Florenz Tamara (May 12, 1898 – December 31, 1947), also known as Florence E. Fowler, was an American dancer in the 1920s and 1930s. She was the professional partner and wife of Addison Fowler; they performed as the tango and modern dance team Fowler & Tamara.

== Early life ==
Florenz Tamara gave Chicago as her birthplace on travel documents and census forms, but she was usually described as being from San Francisco, or possibly Oakland, with the original name Florence Gustave. She explained that she was a "delicate" child who was encouraged to study dance as exercise.

== Career ==
Florence Gustave danced in southern California as a young woman, paired with Jack Holland. Beginning about 1921, the "fancy and eccentric" dance act of Fowler & Tamara were known for their tango, foxtrot, and modern dance performances. Individually she was also known as a toe dancer. In 1924 the pair danced on stage to a radio broadcast, when the orchestra failed to appear for their performance at Aeolian Hall. Her Broadway credits include performances in Zelda Sears' musical comedy Lollipop (1924) and the revue George White's Scandals (1926-1927). They toured in the United States and internationally through the 1920s and 1930s.

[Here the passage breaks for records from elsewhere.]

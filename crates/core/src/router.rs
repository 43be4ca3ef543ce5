//! Client-side routes for the listing and the per-game player.

use std::fmt;

use once_cell::sync::Lazy;
use regex::Regex;
use tracing::debug;

static PLAYER_RE: Lazy<Regex> =
    Lazy::new(|| Regex::new(r"^/play/([^/?#]+)/?$").expect("invalid player route regex"));

/// A logical location in the hub.
#[derive(Debug, Clone, PartialEq, Eq, Hash)]
pub enum Route {
    /// The root listing, `/`.
    Listing,
    /// The player for one game, `/play/{id}`.
    Player {
        /// Catalog id of the game.
        id: String,
    },
}

impl Route {
    /// Player route for `id`.
    pub fn player(id: impl Into<String>) -> Self {
        Route::Player { id: id.into() }
    }

    /// Whether `id` survives a trip through [`Route::path`] and [`Route::parse`].
    pub fn is_routable_id(id: &str) -> bool {
        !id.is_empty() && id.trim() == id && !id.contains(['/', '?', '#'])
    }

    /// Resolve a path. Unknown paths land on the listing.
    pub fn parse(path: &str) -> Self {
        let path = path.trim();
        if let Some(caps) = PLAYER_RE.captures(path) {
            if let Some(id) = caps.get(1) {
                return Route::player(id.as_str());
            }
        }
        if !matches!(path, "" | "/") {
            debug!(path, "Unmatched path, showing listing");
        }
        Route::Listing
    }

    /// Path for this route.
    pub fn path(&self) -> String {
        match self {
            Route::Listing => "/".to_string(),
            Route::Player { id } => format!("/play/{id}"),
        }
    }
}

impl fmt::Display for Route {
    fn fmt(&self, f: &mut fmt::Formatter<'_>) -> fmt::Result {
        f.write_str(&self.path())
    }
}

/// Navigation history. Never empty.
#[derive(Debug, Clone)]
pub struct Router {
    history: Vec<Route>,
}

impl Default for Router {
    fn default() -> Self {
        Self::new(Route::Listing)
    }
}

impl Router {
    /// Start at `initial`.
    pub fn new(initial: Route) -> Self {
        Self {
            history: vec![initial],
        }
    }

    /// Active route.
    pub fn current(&self) -> &Route {
        // history always holds at least the initial entry
        &self.history[self.history.len() - 1]
    }

    /// Push `route`. Navigating to the active route is a no-op.
    pub fn navigate(&mut self, route: Route) -> bool {
        if self.current() == &route {
            return false;
        }
        debug!(from = %self.current(), to = %route, "Navigate");
        self.history.push(route);
        true
    }

    /// Swap the active route for `route` without growing history.
    pub fn replace(&mut self, route: Route) {
        debug!(from = %self.current(), to = %route, "Replace route");
        if let Some(top) = self.history.last_mut() {
            *top = route;
        }
        self.history.dedup();
    }

    /// Pop one entry; from the bottom entry, fall back to the listing.
    pub fn back(&mut self) -> bool {
        if self.history.len() > 1 {
            self.history.pop();
            return true;
        }
        if self.current() != &Route::Listing {
            self.history[0] = Route::Listing;
            return true;
        }
        false
    }

    /// Number of history entries.
    pub fn depth(&self) -> usize {
        self.history.len()
    }
}
#![forbid(unsafe_code)]

//! The string spec: the validation contract a session consumes.
//!
//! A [`Spec`] turns a raw value into a [`SpecOutcome`]. Sessions only ever
//! look at whether `error` is present; everything else is passed through to
//! the host untouched.

use std::fmt;

use crate::validators::{All, Validator, ValidatorBuilder};

/// What a spec reports for one raw value.
#[derive(Debug, Clone, PartialEq, Eq, Default)]
pub struct SpecOutcome {
    /// Identifier of the spec that produced this outcome.
    pub id: String,
    /// The value as the spec saw it (after its own normalization).
    pub value: String,
    /// Human-readable error, `None` when the value passed.
    pub error: Option<String>,
    /// Numeric error code, `0` when the value passed.
    pub code: i32,
    /// The measured value that failed a check, if any.
    pub found: Option<String>,
}

impl SpecOutcome {
    /// A passing outcome.
    #[must_use]
    pub fn ok(id: impl Into<String>, value: impl Into<String>) -> Self {
        Self {
            id: id.into(),
            value: value.into(),
            ..Self::default()
        }
    }

    #[must_use]
    pub fn is_ok(&self) -> bool {
        self.error.is_none()
    }
}

/// The validator contract. Must be pure and synchronous.
pub trait Spec {
    /// Identifier used when the session settings don't supply one.
    fn id(&self) -> &str;

    fn validate(&self, value: &str) -> SpecOutcome;
}

impl<S: Spec + ?Sized> Spec for &S {
    fn id(&self) -> &str {
        (**self).id()
    }

    fn validate(&self, value: &str) -> SpecOutcome {
        (**self).validate(value)
    }
}

impl<S: Spec + ?Sized> Spec for Box<S> {
    fn id(&self) -> &str {
        (**self).id()
    }

    fn validate(&self, value: &str) -> SpecOutcome {
        (**self).validate(value)
    }
}

/// A spec built from an id, a normalization step and a validator chain.
///
/// ```rust
/// use vinput_spec::{Spec, StringSpec};
///
/// let spec = StringSpec::new("username")
///     .trim()
///     .rules(|r| r.required().min_length(3));
///
/// let outcome = spec.validate("  al ");
/// assert_eq!(outcome.value, "al");
/// assert_eq!(outcome.code, 2);
/// assert_eq!(outcome.found.as_deref(), Some("2"));
/// assert!(spec.validate("alice").is_ok());
/// ```
pub struct StringSpec {
    id: String,
    trim: bool,
    validators: All,
}

impl StringSpec {
    /// An empty spec: every value passes.
    #[must_use]
    pub fn new(id: impl Into<String>) -> Self {
        Self {
            id: id.into(),
            trim: false,
            validators: All::default(),
        }
    }

    /// Trim surrounding whitespace before checking (builder).
    #[must_use]
    pub fn trim(mut self) -> Self {
        self.trim = true;
        self
    }

    /// Replace the validator chain using a builder (builder).
    #[must_use]
    pub fn rules(mut self, build: impl FnOnce(ValidatorBuilder) -> ValidatorBuilder) -> Self {
        self.validators = build(ValidatorBuilder::new()).build();
        self
    }

    /// Replace the validator chain with a prebuilt one (builder).
    #[must_use]
    pub fn with_validators(mut self, validators: All) -> Self {
        self.validators = validators;
        self
    }
}

impl Spec for StringSpec {
    fn id(&self) -> &str {
        &self.id
    }

    fn validate(&self, value: &str) -> SpecOutcome {
        let value = if self.trim { value.trim() } else { value };
        match self.validators.validate(value) {
            Ok(()) => SpecOutcome::ok(&self.id, value),
            Err(error) => SpecOutcome {
                id: self.id.clone(),
                value: value.to_string(),
                error: Some(error.format_message()),
                code: error.code.as_i32(),
                found: error.found,
            },
        }
    }
}

impl fmt::Debug for StringSpec {
    fn fmt(&self, f: &mut fmt::Formatter<'_>) -> fmt::Result {
        f.debug_struct("StringSpec")
            .field("id", &self.id)
            .field("trim", &self.trim)
            .field("validators", &self.validators)
            .finish()
    }
}

/// A spec backed by a closure, for hosts that already own validation logic.
pub struct FnSpec<F> {
    id: String,
    validate: F,
}

impl<F> FnSpec<F>
where
    F: Fn(&str) -> SpecOutcome,
{
    #[must_use]
    pub fn new(id: impl Into<String>, validate: F) -> Self {
        Self {
            id: id.into(),
            validate,
        }
    }
}

impl<F> Spec for FnSpec<F>
where
    F: Fn(&str) -> SpecOutcome,
{
    fn id(&self) -> &str {
        &self.id
    }

    fn validate(&self, value: &str) -> SpecOutcome {
        (self.validate)(value)
    }
}

impl<F> fmt::Debug for FnSpec<F> {
    fn fmt(&self, f: &mut fmt::Formatter<'_>) -> fmt::Result {
        f.debug_struct("FnSpec").field("id", &self.id).finish()
    }
}

#[cfg(test)]
mod tests {
    use super::*;
    use crate::validators::{ErrorCode, MaxLength};

    #[test]
    fn empty_spec_passes_everything() {
        let spec = StringSpec::new("any");
        let outcome = spec.validate(" raw ");
        assert_eq!(outcome, SpecOutcome::ok("any", " raw "));
        assert_eq!(outcome.code, 0);
    }

    #[test]
    fn failure_maps_code_message_and_found() {
        let spec = StringSpec::new("name").rules(|r| r.required().max_length(3));
        let outcome = spec.validate("abcd");
        assert_eq!(outcome.id, "name");
        assert_eq!(outcome.value, "abcd");
        assert_eq!(outcome.error.as_deref(), Some("Must be at most 3 characters"));
        assert_eq!(outcome.code, ErrorCode::TooLong.as_i32());
        assert_eq!(outcome.found.as_deref(), Some("4"));
    }

    #[test]
    fn first_failure_wins() {
        let spec = StringSpec::new("name").rules(|r| r.required().min_length(3));
        assert_eq!(spec.validate("").code, ErrorCode::Required.as_i32());
        assert_eq!(spec.validate("").found, None);
    }

    #[test]
    fn trim_happens_before_checks() {
        let spec = StringSpec::new("n")
            .trim()
            .with_validators(ValidatorBuilder::new().custom(MaxLength::new(2)).build());
        let outcome = spec.validate("  ab  ");
        assert!(outcome.is_ok());
        assert_eq!(outcome.value, "ab");
    }

    #[test]
    fn fn_spec_delegates() {
        let spec = FnSpec::new("upper", |value: &str| {
            if value.chars().all(char::is_uppercase) {
                SpecOutcome::ok("upper", value)
            } else {
                SpecOutcome {
                    id: "upper".into(),
                    value: value.into(),
                    error: Some("Uppercase only".into()),
                    code: 99,
                    found: None,
                }
            }
        });
        assert_eq!(spec.id(), "upper");
        assert!(spec.validate("ABC").is_ok());
        assert_eq!(spec.validate("aBC").code, 99);
    }

    #[test]
    fn references_and_boxes_are_specs() {
        let spec = StringSpec::new("x").rules(|r| r.required());
        let by_ref: &dyn Spec = &spec;
        assert_eq!(Spec::id(&by_ref), "x");
        let boxed: Box<dyn Spec> = Box::new(StringSpec::new("y"));
        assert!(boxed.validate("").is_ok());
    }
}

Newspapers carried descriptions of Tamara's costumes, pets, and shopping, and her advice on posture and "perfect carriage". A 1938 review found them past their prime, describing their program as an "inept exhibition." After they retired from full-time performing, Fowler and Tamara opened a dance school in Providence, Rhode Island.

== Personal life ==
In 1930, in London, Florenz Tamara married her dance partner, Ernest Addison "Jack" Fowler. She died in 1947; her husband died in 1957. Her scrapbook and some of her costumes are in the collection of the Lake County Museum in California.